> Task instructions:
Reproduce only the stretch of entries below that begins at the first line and ends at the line holding "params.extend_from_slice(&1u32.to_be_bytes());".

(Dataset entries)
"""
// SPDX-License-Identifier: AGPL-3.0-or-later
// Copyright (C) 2012-2025 Andrei Maltsev

use tpm2_resmgr_rs::broker::{ControlMessage, SinkItem};

use crate::integration_tests::common::*;

/// A manager-saved session dies with its connection: flushed from the
/// device and forgotten.
#[tokio::test]
async fn test_saved_rm_session_flushed_on_close() {
    let mut h = Harness::spawn(27, 4);

    h.push_response(resp_with_handle(0x0200_0001));
    let resp = h
        .roundtrip(1, cmd(CC_START_AUTH_SESSION, &[0x4000_0007, 0x4000_0007], b"hmac"))
        .await;
    let session = handle_of(&resp);

    h.remove_connection(1).await;
    assert_eq!(h.tpm.lock().expect("state").flushes, vec![session]);

    // Nothing is loaded for the dead session afterwards.
    let loads_before = h.tpm.lock().expect("state").loads.len();
    h.push_response(resp_success());
    let _ = h
        .roundtrip(
            2,
            cmd_with_auth(CC_PCR_EXTEND, &[0x0000_0010], &[(session, 0x01)], b"d"),
        )
        .await;
    assert_eq!(h.tpm.lock().expect("state").loads.len(), loads_before);
}

/// Transient bookkeeping is embedded in the connection and vanishes with
/// it, even for the same client identity reconnecting.
#[tokio::test]
async fn test_transients_dropped_with_connection() {
    let mut h = Harness::spawn(27, 4);

    h.push_response(resp_with_handle(0x8000_0001));
    let resp = h.roundtrip(1, cmd(CC_CREATE_PRIMARY, &[0x4000_0001], b"t")).await;
    let vhandle = handle_of(&resp);

    h.remove_connection(1).await;

    let mut params = Vec::new();
    params.extend_from_slice(&1u32.to_be_bytes());
    params.extend_from_slice(&0x8000_0000u32.to_be_bytes());
    params.extend_from_slice(&10u32.to_be_bytes());
    let resp = h.roundtrip(1, cmd(CC_GET_CAPABILITY, &[], &params)).await;
    let count = u32::from_be_bytes([resp[15], resp[16], resp[17], resp[18]]);
    assert_eq!(count, 0, "reconnect must start with an empty map");

    // The old virtual handle is dead.
    use tpm2_resmgr_rs::models::rc::RC_FLUSH_UNKNOWN_HANDLE;
    let resp = h
        .roundtrip(1, cmd(CC_FLUSH_CONTEXT, &[], &vhandle.to_be_bytes()))
        .await;
    assert_eq!(rc_of(&resp), RC_FLUSH_UNKNOWN_HANDLE);
}

/// CheckCancel drains through the queue, reaches the sink, and stops the
/// worker.
#[tokio::test]
async fn test_check_cancel_stops_worker() {
    let mut h = Harness::spawn(27, 4);

    h.push_response(resp_success());
    let resp = h.roundtrip(1, cmd(CC_READ_PUBLIC, &[0x0100_0001], &[])).await;
    assert_eq!(rc_of(&resp), 0);

    h.rm.unblock().expect("unblock");
    match h.sink_rx.recv().await {
        Some(SinkItem::Control(ControlMessage::CheckCancel)) => {},
        other => panic!("expected forwarded CheckCancel, got {other:?}"),
    }

    let joined = h.worker.await.expect("worker task panicked");
    assert!(joined.is_ok(), "worker must stop cleanly: {joined:?}");
}

/// The hard-cancel token aborts the loop even with nothing queued.
#[tokio::test]
async fn test_hard_cancel() {
    let h = Harness::spawn(27, 4);

    h.rm.cancel_now();
    let joined = h.worker.await.expect("worker task panicked");
    assert!(joined.is_err(), "hard cancel reports an error exit");
}

/// A closed queue is the dequeue sentinel: the worker stops cleanly.
#[tokio::test]
async fn test_closed_queue_stops_worker() {
    let h = Harness::spawn(27, 4);

    drop(h.rm);
    let joined = h.worker.await.expect("worker task panicked");
    assert!(joined.is_ok());
}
"""
> Answer to the problem:
// SPDX-License-Identifier: AGPL-3.0-or-later
// Copyright (C) 2012-2025 Andrei Maltsev

use tpm2_resmgr_rs::broker::{ControlMessage, SinkItem};

use crate::integration_tests::common::*;

/// A manager-saved session dies with its connection: flushed from the
/// device and forgotten.
#[tokio::test]
async fn test_saved_rm_session_flushed_on_close() {
    let mut h = Harness::spawn(27, 4);

    h.push_response(resp_with_handle(0x0200_0001));
    let resp = h
        .roundtrip(1, cmd(CC_START_AUTH_SESSION, &[0x4000_0007, 0x4000_0007], b"hmac"))
        .await;
    let session = handle_of(&resp);

    h.remove_connection(1).await;
    assert_eq!(h.tpm.lock().expect("state").flushes, vec![session]);

    // Nothing is loaded for the dead session afterwards.
    let loads_before = h.tpm.lock().expect("state").loads.len();
    h.push_response(resp_success());
    let _ = h
        .roundtrip(
            2,
            cmd_with_auth(CC_PCR_EXTEND, &[0x0000_0010], &[(session, 0x01)], b"d"),
        )
        .await;
    assert_eq!(h.tpm.lock().expect("state").loads.len(), loads_before);
}

/// Transient bookkeeping is embedded in the connection and vanishes with
/// it, even for the same client identity reconnecting.
#[tokio::test]
async fn test_transients_dropped_with_connection() {
    let mut h = Harness::spawn(27, 4);

    h.push_response(resp_with_handle(0x8000_0001));
    let resp = h.roundtrip(1, cmd(CC_CREATE_PRIMARY, &[0x4000_0001], b"t")).await;
    let vhandle = handle_of(&resp);

    h.remove_connection(1).await;

    let mut params = Vec::new();
    params.extend_from_slice(&1u32.to_be_bytes());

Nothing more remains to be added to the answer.